When the CIA Got It Right

The Central Intelligence Agency celebrated its 60th birthday last week, its public standing seemingly at an all-time low. The agency is viewed as having gotten it wrong on Iraq and nearly everything else over its six decades of unlovableness.

A new book that purports to be a history of the CIA, "Legacy of Ashes," argues that it is indeed a nearly unbroken chain of error. The United States "has failed to create a first-rate spy service," writes Tim Weiner. "We are back where we began six decades ago, in a state of disarray."

In some respects, the agency is as messed up as its critics contend. Years of presidential arm-twisting, congressional second-guessing and public disdain have taken their toll. As Weiner says, the agency has made too many mistakes -- from the old days of flamboyant prep-school arrogance to the modern era of button-down mediocrity. The truth is that America -- a democracy that is uncomfortable with spying and that treats its spies badly -- has the intelligence service it deserves.

But the catalogue of catastrophe isn't the whole story. As a 60th-birthday surprise, it's worth considering an example of how the agency got it right. This particular case study involves Iraq -- an area where the public (thanks to some dirty tricks by the Bush administration) wrongly thinks the agency messed up totally -- and a career CIA intelligence analyst named Paul R. Pillar.

Pillar told his story at a seminar at Georgetown University last week and in the current edition of the National Interest. He recounted the details of Iraq intelligence estimates that the agency produced in January 2003 -- not the famous one that wrongly embraced the Bush administration's jeremiads about Iraqi weapons of mass destruction but two others that warned in stark terms about the dangers of a U.S. invasion.
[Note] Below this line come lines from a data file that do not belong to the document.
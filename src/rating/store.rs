//! Rating store: the table of per-player rating records.
//!
//! ## Lifecycle
//!
//! Create one when the server (or session) starts and hand it to the
//! `RatingEngine`. Records are keyed by player name, so a player who drops
//! and reconnects gets their rating back. The table lives as long as the
//! store; `to_bytes`/`from_bytes` let the host keep it somewhere longer.

use rustc_hash::FxHashMap;
use serde::{Deserialize, Serialize};
use tracing::debug;

use super::elo::DEFAULT_RATING;
use crate::core::Player;
use crate::error::StoreError;

/// Rating history of one player.
#[derive(Clone, Copy, Debug, PartialEq, Eq, Serialize, Deserialize)]
pub struct RatingRecord {
    pub wins: u32,
    pub losses: u32,
    pub current_rating: i32,
}

impl Default for RatingRecord {
    fn default() -> Self {
        Self {
            wins: 0,
            losses: 0,
            current_rating: DEFAULT_RATING,
        }
    }
}

impl RatingRecord {
    /// Games played so far.
    #[must_use]
    pub fn games(&self) -> u32 {
        self.wins + self.losses
    }
}

/// Player name to rating record.
#[derive(Clone, Debug, Default, PartialEq, Serialize, Deserialize)]
pub struct RatingStore {
    records: FxHashMap<String, RatingRecord>,
}

impl RatingStore {
    #[must_use]
    pub fn new() -> Self {
        Self::default()
    }

    /// Register a player joining the session.
    ///
    /// Unseen names get a fresh record; known names have their stored
    /// rating copied back onto the player object.
    pub fn register_player(&mut self, player: &mut Player) {
        let record = self.record_mut(player.name());
        player.set_rating(record.current_rating);
        debug!(player = player.name(), rating = player.rating(), "player registered");
    }

    /// Is there a record for this name?
    #[must_use]
    pub fn contains(&self, name: &str) -> bool {
        self.records.contains_key(name)
    }

    #[must_use]
    pub fn get(&self, name: &str) -> Option<&RatingRecord> {
        self.records.get(name)
    }

    /// Current rating, or the default for an unseen name.
    #[must_use]
    pub fn rating(&self, name: &str) -> i32 {
        self.records
            .get(name)
            .map_or(DEFAULT_RATING, |record| record.current_rating)
    }

    /// Record for a name, created at the default rating if missing.
    pub fn record_mut(&mut self, name: &str) -> &mut RatingRecord {
        self.records.entry(name.to_owned()).or_default()
    }

    /// All ratings, sorted by name.
    #[must_use]
    pub fn ratings(&self) -> Vec<(&str, i32)> {
        let mut ratings: Vec<_> = self
            .records
            .iter()
            .map(|(name, record)| (name.as_str(), record.current_rating))
            .collect();
        ratings.sort_unstable_by(|a, b| a.0.cmp(b.0));
        ratings
    }

    #[must_use]
    pub fn len(&self) -> usize {
        self.records.len()
    }

    #[must_use]
    pub fn is_empty(&self) -> bool {
        self.records.is_empty()
    }

    /// Encode the whole table.
    pub fn to_bytes(&self) -> Result<Vec<u8>, StoreError> {
        bincode::serialize(self).map_err(StoreError::Encode)
    }

    /// Decode a table produced by `to_bytes`.
    pub fn from_bytes(bytes: &[u8]) -> Result<Self, StoreError> {
        bincode::deserialize(bytes).map_err(StoreError::Decode)
    }
}
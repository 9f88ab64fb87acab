//! # outcome-engine
//!
//! End-of-game outcome engine for a multiplayer session server.
//!
//! ## Design Principles
//!
//! 1. **Two calls, no callbacks**: The session calls
//!    `VictoryEvaluator::evaluate` on every trigger and, once the result is
//!    decided, `RatingEngine::apply_outcome`. Nothing registers itself
//!    anywhere.
//!
//! 2. **N-Player First**: Ties between any number of players or teams are
//!    first-class. Winners are derived from a high score with a tolerance.
//!
//! 3. **Never abort a live game**: Unknown players, draws and one-player
//!    sessions are no-ops, not errors. Bad configuration is rejected before
//!    the game starts.
//!
//! ## Architecture
//!
//! - **Victory conditions** are a tagged enum evaluated against a read-only
//!   `GameView`. Optional conditions report progress in `[0, 1]`; the
//!   evaluator sums and normalizes them.
//!
//! - **Ratings** live in an explicit `RatingStore` keyed by player name, so
//!   they survive reconnects. Updates use a multiplayer Elo formula with
//!   tiered K-factors and a floor at zero.
//!
//! ## Modules
//!
//! - `core`: Player identity, the game view, configuration
//! - `victory`: Victory results, conditions and the evaluator
//! - `rating`: Elo arithmetic, the rating store and engine
//! - `session`: Per-game glue running the two-call contract
//! - `error`: Configuration and store errors

pub mod core;
pub mod error;
pub mod victory;
pub mod rating;
pub mod session;

// Re-export commonly used types
pub use crate::core::{
    Player, PlayerId, TeamId,
    ForceStats, ForcedVictory, GameSnapshot, GameView, Roster,
    VictoryConfig,
};

pub use crate::error::{ConfigError, StoreError};

pub use crate::victory::{
    ConditionKind, VictoryCondition, VictoryEvaluator, VictoryReport, VictoryResult,
};

pub use crate::rating::{
    RatingChange, RatingEngine, RatingListener, RatingRecord, RatingStore,
};

pub use crate::session::{OutcomeSession, SessionOutcome};
//! Rating engine: applies a finished game's outcome to player ratings.
//!
//! Players are updated one after another in roster order. Each update reads
//! the opponents' ratings from the store as they stand at that moment, so a
//! player processed later sees the new ratings of those processed before.

use smallvec::SmallVec;
use tracing::{debug, info};

use super::elo::{expected_score, find_k, rating_delta};
use super::event::{RatingChange, RatingListener};
use super::store::RatingStore;
use crate::core::Player;
use crate::victory::VictoryResult;

/// Multiplayer Elo rating engine.
#[derive(Clone, Debug, Default)]
pub struct RatingEngine {
    store: RatingStore,
}

impl RatingEngine {
    /// Create an engine over an existing rating table.
    #[must_use]
    pub fn new(store: RatingStore) -> Self {
        Self { store }
    }

    #[must_use]
    pub fn store(&self) -> &RatingStore {
        &self.store
    }

    pub fn store_mut(&mut self) -> &mut RatingStore {
        &mut self.store
    }

    /// Give the rating table back, e.g. to persist it.
    #[must_use]
    pub fn into_store(self) -> RatingStore {
        self.store
    }

    /// Register a player joining the session.
    pub fn register_player(&mut self, player: &mut Player) {
        self.store.register_player(player);
    }

    /// Apply a game outcome to every active player in `roster`.
    ///
    /// Observers are ignored. Nothing changes when the result is undecided,
    /// when fewer than two players are active, or when no active player won.
    /// Otherwise each active player gets a new rating, written to the store,
    /// then to the player object, then reported to `listener`.
    ///
    /// Returns the applied changes in roster order.
    pub fn apply_outcome<'a, I>(
        &mut self,
        result: &VictoryResult,
        roster: I,
        listener: &mut dyn RatingListener,
    ) -> Vec<RatingChange>
    where
        I: IntoIterator<Item = &'a mut Player>,
    {
        if !result.is_decided() {
            debug!("outcome undecided, ratings unchanged");
            return Vec::new();
        }

        let mut active: Vec<&mut Player> = roster.into_iter().filter(|p| !p.is_observer()).collect();
        let n = active.len();
        if n <= 1 {
            debug!(active = n, "not enough active players to rate");
            return Vec::new();
        }

        let winners: SmallVec<[bool; 8]> = active.iter().map(|p| is_winner(result, p)).collect();
        let winner_count = winners.iter().filter(|&&won| won).count();
        if winner_count == 0 {
            debug!("no winners, ratings unchanged");
            return Vec::new();
        }

        for player in &active {
            self.store.record_mut(player.name());
        }

        let mut changes = Vec::with_capacity(n);
        for i in 0..n {
            let name = active[i].name();
            let old_rating = self.store.rating(name);
            let opponents = active
                .iter()
                .enumerate()
                .filter(|&(j, _)| j != i)
                .map(|(_, p)| self.store.rating(p.name()));
            let expected = expected_score(old_rating, opponents);
            let actual = if winners[i] { 1.0 / winner_count as f64 } else { 0.0 };
            let k = find_k(old_rating);
            let delta = rating_delta(k, n, actual, expected);
            let new_rating = (old_rating + delta).max(0);

            let record = self.store.record_mut(name);
            record.current_rating = new_rating;
            if actual > 0.0 {
                record.wins += 1;
            } else {
                record.losses += 1;
            }

            let player = &mut *active[i];
            player.set_rating(new_rating);

            let change = RatingChange {
                player: player.id(),
                name: player.name().to_owned(),
                old_rating,
                new_rating,
                won: actual > 0.0,
            };
            debug!(
                player = %change.name,
                rating = new_rating,
                delta = change.delta(),
                expected,
                actual,
                k,
                "rating updated"
            );
            listener.rating_changed(&change);
            changes.push(change);
        }

        info!(players = n, winners = winner_count, "ratings updated");
        changes
    }
}

/// A player wins outright or as a member of a winning team.
fn is_winner(result: &VictoryResult, player: &Player) -> bool {
    result.is_winning_player(player.id())
        || player.team().is_some_and(|team| result.is_winning_team(team))
}
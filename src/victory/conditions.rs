//! Victory conditions.
//!
//! Each condition looks at a `GameView` and reports a fragment: the
//! progress of every side towards that one condition, in `[0, 1]`. Sides
//! are teams, or single players when unteamed. Observers never take part.
//!
//! Force victory and last man standing are different: they decide the game
//! on their own and are consulted by the evaluator outside the optional
//! battery.

use serde::{Deserialize, Serialize};
use smallvec::SmallVec;
use tracing::debug;

use super::result::{VictoryReport, VictoryResult};
use crate::core::{ForceStats, GameView, Player, PlayerId, TeamId};

/// Condition tag, used in reports and logs.
#[derive(Clone, Copy, Debug, PartialEq, Eq, Hash, Serialize, Deserialize)]
pub enum ConditionKind {
    ForceVictory,
    LastManStanding,
    BvDestroyed,
    BvRatio,
    KillCount,
    EnemyCommanderDestroyed,
}

impl std::fmt::Display for ConditionKind {
    fn fmt(&self, f: &mut std::fmt::Formatter<'_>) -> std::fmt::Result {
        let name = match self {
            ConditionKind::ForceVictory => "force victory",
            ConditionKind::LastManStanding => "last man standing",
            ConditionKind::BvDestroyed => "battle value destroyed",
            ConditionKind::BvRatio => "battle value ratio",
            ConditionKind::KillCount => "kill count",
            ConditionKind::EnemyCommanderDestroyed => "enemy commander destroyed",
        };
        f.write_str(name)
    }
}

/// A victory condition and its parameters.
#[derive(Clone, Copy, Debug, PartialEq, Eq, Serialize, Deserialize)]
pub enum VictoryCondition {
    /// Everybody else admits defeat to the designated victor.
    ForceVictory,

    /// Only one side has live units left.
    LastManStanding,

    /// At least `percent` of the enemy's initial battle value is destroyed.
    BvDestroyed { percent: u32 },

    /// Friendly battle value is at least `percent`% of the enemy's.
    BvRatio { percent: u32 },

    /// The side has destroyed `target` enemy units.
    KillCount { target: u32 },

    /// No enemy has a live commander.
    EnemyCommanderDestroyed,
}

impl VictoryCondition {
    #[must_use]
    pub fn kind(&self) -> ConditionKind {
        match self {
            VictoryCondition::ForceVictory => ConditionKind::ForceVictory,
            VictoryCondition::LastManStanding => ConditionKind::LastManStanding,
            VictoryCondition::BvDestroyed { .. } => ConditionKind::BvDestroyed,
            VictoryCondition::BvRatio { .. } => ConditionKind::BvRatio,
            VictoryCondition::KillCount { .. } => ConditionKind::KillCount,
            VictoryCondition::EnemyCommanderDestroyed => ConditionKind::EnemyCommanderDestroyed,
        }
    }

    /// Evaluate the condition against a game.
    ///
    /// Progress conditions mark the fragment decided when some side has
    /// fully met the condition; the evaluator makes the final call.
    pub fn evaluate<G: GameView + ?Sized>(&self, game: &G) -> VictoryResult {
        let result = match *self {
            VictoryCondition::ForceVictory => force_victory(game),
            VictoryCondition::LastManStanding => last_man_standing(game),
            VictoryCondition::BvDestroyed { percent } => {
                progress(game, self.kind(), |_, enemies| {
                    let initial: u64 = enemies.iter().map(|s| u64::from(s.initial_bv)).sum();
                    if initial == 0 {
                        return 0.0;
                    }
                    let current: u64 = enemies.iter().map(|s| u64::from(s.current_bv)).sum();
                    let destroyed = initial.saturating_sub(current) as f64 * 100.0 / initial as f64;
                    destroyed / f64::from(percent)
                })
            }
            VictoryCondition::BvRatio { percent } => {
                progress(game, self.kind(), |friends, enemies| {
                    if enemies.is_empty() {
                        return 0.0;
                    }
                    let enemy_bv: u64 = enemies.iter().map(|s| u64::from(s.current_bv)).sum();
                    if enemy_bv == 0 {
                        return 1.0;
                    }
                    let friendly_bv: u64 = friends.iter().map(|s| u64::from(s.current_bv)).sum();
                    let ratio = friendly_bv as f64 * 100.0 / enemy_bv as f64;
                    ratio / f64::from(percent)
                })
            }
            VictoryCondition::KillCount { target } => {
                progress(game, self.kind(), |friends, _| {
                    let kills: u64 = friends.iter().map(|s| u64::from(s.kills)).sum();
                    kills as f64 / f64::from(target)
                })
            }
            VictoryCondition::EnemyCommanderDestroyed => {
                progress(game, self.kind(), |_, enemies| {
                    if enemies.is_empty() {
                        return 0.0;
                    }
                    let beheaded = enemies.iter().filter(|s| s.live_commanders == 0).count();
                    beheaded as f64 / enemies.len() as f64
                })
            }
        };

        debug!(
            condition = %self.kind(),
            decided = result.is_decided(),
            high_score = result.high_score(),
            "victory condition evaluated"
        );
        result
    }
}

/// A team, or an unteamed player.
#[derive(Clone, Copy, Debug, PartialEq, Eq)]
enum Side {
    Player(PlayerId),
    Team(TeamId),
}

impl Side {
    fn of(player: &Player) -> Self {
        match player.team() {
            Some(team) => Side::Team(team),
            None => Side::Player(player.id()),
        }
    }

    fn contains(self, player: &Player) -> bool {
        match self {
            Side::Player(id) => player.id() == id && player.team().is_none(),
            Side::Team(team) => player.team() == Some(team),
        }
    }

    fn record(self, result: &mut VictoryResult, score: f64) {
        match self {
            Side::Player(id) => result.add_player_score(id, score),
            Side::Team(team) => result.add_team_score(team, score),
        }
    }

    fn report(self, condition: ConditionKind) -> VictoryReport {
        match self {
            Side::Player(id) => VictoryReport::for_player(condition, id),
            Side::Team(team) => VictoryReport::for_team(condition, team),
        }
    }
}

fn active_players<G: GameView + ?Sized>(game: &G) -> impl Iterator<Item = &Player> {
    game.roster().iter().filter(|p| !p.is_observer())
}

/// Distinct sides among the active players, in seating order.
fn sides<G: GameView + ?Sized>(game: &G) -> SmallVec<[Side; 8]> {
    let mut sides: SmallVec<[Side; 8]> = SmallVec::new();
    for player in active_players(game) {
        let side = Side::of(player);
        if !sides.contains(&side) {
            sides.push(side);
        }
    }
    sides
}

/// Run a progress metric for every side.
///
/// The metric receives the side's own force stats and those of its
/// enemies; its value is capped at 1.0 and only non-zero values are kept.
fn progress<G, F>(game: &G, condition: ConditionKind, metric: F) -> VictoryResult
where
    G: GameView + ?Sized,
    F: Fn(&[ForceStats], &[ForceStats]) -> f64,
{
    let mut result = VictoryResult::undecided();

    for side in sides(game) {
        let mut friends: SmallVec<[ForceStats; 8]> = SmallVec::new();
        let mut enemies: SmallVec<[ForceStats; 8]> = SmallVec::new();
        for player in active_players(game) {
            let stats = game.force_stats(player.id());
            if side.contains(player) {
                friends.push(stats);
            } else {
                enemies.push(stats);
            }
        }

        let score = metric(friends.as_slice(), enemies.as_slice()).clamp(0.0, 1.0);
        if score > 0.0 {
            side.record(&mut result, score);
        }
        if score >= 1.0 {
            result.set_decided(true);
            result.add_report(side.report(condition));
        }
    }

    result
}

/// Player-agreed concession.
///
/// Fires when every active player other than the designated victor (or
/// outside the designated team) admits defeat.
fn force_victory<G: GameView + ?Sized>(game: &G) -> VictoryResult {
    let Some(forced) = game.forced_victory() else {
        return VictoryResult::undecided();
    };

    let player_won = forced
        .player
        .is_some_and(|victor| all_concede(game, |p| p.id() != victor));
    let team_won = !player_won
        && forced
            .team
            .is_some_and(|team| all_concede(game, |p| p.team() != Some(team)));

    if !(player_won || team_won) {
        return VictoryResult::undecided();
    }

    let mut result = VictoryResult::for_result(true, forced.player, forced.team);
    if let Some(player) = forced.player {
        result.add_report(VictoryReport::for_player(ConditionKind::ForceVictory, player));
    }
    if let Some(team) = forced.team {
        result.add_report(VictoryReport::for_team(ConditionKind::ForceVictory, team));
    }
    result
}

fn all_concede<G, F>(game: &G, opponent: F) -> bool
where
    G: GameView + ?Sized,
    F: Fn(&Player) -> bool,
{
    active_players(game)
        .filter(|&p| opponent(p))
        .all(Player::admits_defeat)
}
Pillar, who retired in 2005 after a 28-year career at the CIA, was the government's top Middle East analyst during the run-up to the invasion. Knowing that President Bush was pushing for war, Pillar felt a duty to warn of the likely consequences. So in late 2002, he prepared two quick estimates -- one on the likelihood of domestic turmoil in postwar Iraq and another on the risky consequences for the region. He arranged for the Policy Planning bureau at the State Department, which shared his worries, to commission the studies.

The estimates were circulated in January 2003. You don't have to take my word or Pillar's for what they said: They are posted on the Web site of the Senate intelligence committee. They make haunting reading now, to put it mildly -- because nearly every setback we have seen in Iraq was forecast by Pillar and the analysts in their effort to break through the administration's happy talk.

The opening paragraph of the estimate on "Principal Challenges in Post-Saddam Iraq" made this stark prediction: "The building of an Iraqi democracy would be a long, difficult and probably turbulent process, with potential for backsliding into Iraq's tradition of authoritarianism." The next paragraph warned more explicitly that "a post-Saddam authority would face a deeply divided society with a significant chance that domestic groups would engage in violent conflict."

The second estimate, on "Regional Consequences of Regime Change in Iraq," rightly warned that an invasion could spawn more Muslim terrorism, rather than less. Here's how Pillar and the analysts summarized the danger on the first page: "A U.S.-led war against and occupation of Iraq would boost political Islam and increase popular sympathy for some terrorist objectives, at least in the short term."

The CIA's prewar cautions were ignored, and so was the consistent flow of intelligence after the March 2003 invasion about the growing insurgency in Iraq. A July 2004 assessment prepared by Pillar predicted that Iraq faced, at best, "tenuous stability" over the next 18 months and could slide into civil war. A White House spokesman dismissed a leaked account of the estimate as the work of "pessimists and naysayers."

When Pillar gave a summary of the situation in Iraq during a private, off-the-record gathering in California in September 2004, a normal part of his job as a national intelligence officer, he was attacked publicly. Robert D. Novak denounced him by name in his syndicated column and stated that Bush and the CIA were "at war with each other." To his credit, Pillar kept trying to sound the alarm until the day he retired.

What's the point of this story? Sometimes, as in most of its Iraq reporting, the CIA has gotten it dead right. And when we assess the CIA, we should understand that many of its supposed failures really have another address -- the White House.